A trending keyword is not a business. Between the two sits a judgement: could this become a fully-online product, and is it worth the effort? We make that judgement explicit with a scoring rubric instead of a black-box hunch.
The dimensions we score
- Market size — is the underlying demand broad enough to matter?
- Acquisition cost — can the audience be reached affordably online?
- Moat — is there any defensibility, or is it trivially copyable?
- Time-to-revenue — how quickly could a first paying customer appear?
- Compliance — does the idea sit comfortably within legal and platform rules?
- Online purity — how much of the value chain can run without physical operations?
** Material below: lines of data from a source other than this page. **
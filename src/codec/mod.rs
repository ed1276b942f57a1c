pub mod clipboard;
pub mod pipeline;

pub use clipboard::{ClipboardError, decode_many, encode_one};
pub use pipeline::{CodecError, from_json, to_json, to_json_compact};
use std::fs;
use std::path::{Path, PathBuf};

use crate::model::config::EditorConfig;

/// Name of the settings file, looked up next to the pipelines being edited
pub const CONFIG_FILE: &str = "pipewright.toml";

/// Error type for settings I/O
#[derive(Debug, thiserror::Error)]
pub enum ConfigError {
    #[error("could not read {path}: {source}")]
    ReadError {
        path: PathBuf,
        source: std::io::Error,
    },
    #[error("could not write {path}: {source}")]
    WriteError {
        path: PathBuf,
        source: std::io::Error,
    },
    #[error("could not parse pipewright.toml: {0}")]
    ParseError(#[from] toml::de::Error),
    #[error("could not serialize pipewright.toml: {0}")]
    SerializeError(#[from] toml::ser::Error),
}

/// Read editor settings from `pipewright.toml` in `dir`. A missing file
/// yields the defaults; a malformed one is an error, not a silent reset.
pub fn read_config(dir: &Path) -> Result<EditorConfig, ConfigError> {
    let config_path = dir.join(CONFIG_FILE);
    if !config_path.exists() {
        return Ok(EditorConfig::default());
    }
    let config_text = fs::read_to_string(&config_path).map_err(|e| ConfigError::ReadError {
        path: config_path.clone(),
        source: e,
    })?;
    Ok(toml::from_str(&config_text)?)
}

/// Write editor settings to `pipewright.toml` in `dir`
pub fn write_config(dir: &Path, config: &EditorConfig) -> Result<(), ConfigError> {
    let config_path = dir.join(CONFIG_FILE);
    let config_text = toml::to_string_pretty(config)?;
    fs::write(&config_path, config_text).map_err(|e| ConfigError::WriteError {
        path: config_path,
        source: e,
    })?;
    Ok(())
}
use indexmap::IndexMap;

use crate::model::task::TaskModel;

/// Error type for pipeline wire-format conversions
#[derive(Debug, thiserror::Error)]
pub enum CodecError {
    /// The text is not a JSON mapping of task names to task objects
    #[error("could not parse pipeline JSON: {0}")]
    Parse(#[source] serde_json::Error),
    #[error("could not serialize pipeline JSON: {0}")]
    Serialize(#[source] serde_json::Error),
}

/// Parse pipeline JSON into its mapping form, preserving key order.
///
/// Only the shape is validated (a top-level object of task objects);
/// fields this editor does not model ride along in each task's `extra`
/// map. The entries' `name` fields are not filled in here: the mapping
/// key is the name, and consumers stamp it where they need it.
pub fn from_json(text: &str) -> Result<IndexMap<String, TaskModel>, CodecError> {
    serde_json::from_str(text).map_err(CodecError::Parse)
}

/// Serialize a mapping as indented JSON, the on-disk format
pub fn to_json(mapping: &IndexMap<String, TaskModel>) -> Result<String, CodecError> {
    serde_json::to_string_pretty(mapping).map_err(CodecError::Serialize)
}

/// Serialize a mapping as single-line JSON
pub fn to_json_compact(mapping: &IndexMap<String, TaskModel>) -> Result<String, CodecError> {
    serde_json::to_string(mapping).map_err(CodecError::Serialize)
}

// ---------------------------------------------------------------------------
// Tests
// ---------------------------------------------------------------------------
Each opportunity is rated on these and combined into a single viability score. The score is shown next to every opportunity so you can see, at a glance, how strongly the model rates it.
Avoiding paper optimism
It is easy to make every idea look brilliant. We push against that in three ways: the rubric rewards online-only feasibility (not vague upside), the prompt asks the model to argue both sides, and a minimum threshold gates which keywords get a full plan — only candidates scoring above 60 are promoted, so the library is not flooded with weak ideas.
How to read a score
A score is a structured opinion, useful for ranking and triage — not a probability of success and not investment advice. A high score says "worth a serious look", not "this will work". The honest move is to treat it as the start of your own diligence, which is exactly why we also generate a full plan you can interrogate.
Why transparency beats magic
Opaque scores invite blind trust or total dismissal. A visible rubric invites something better: disagreement you can reason about. If you think acquisition cost is underweighted for a given niche, you now have a concrete thing to argue with.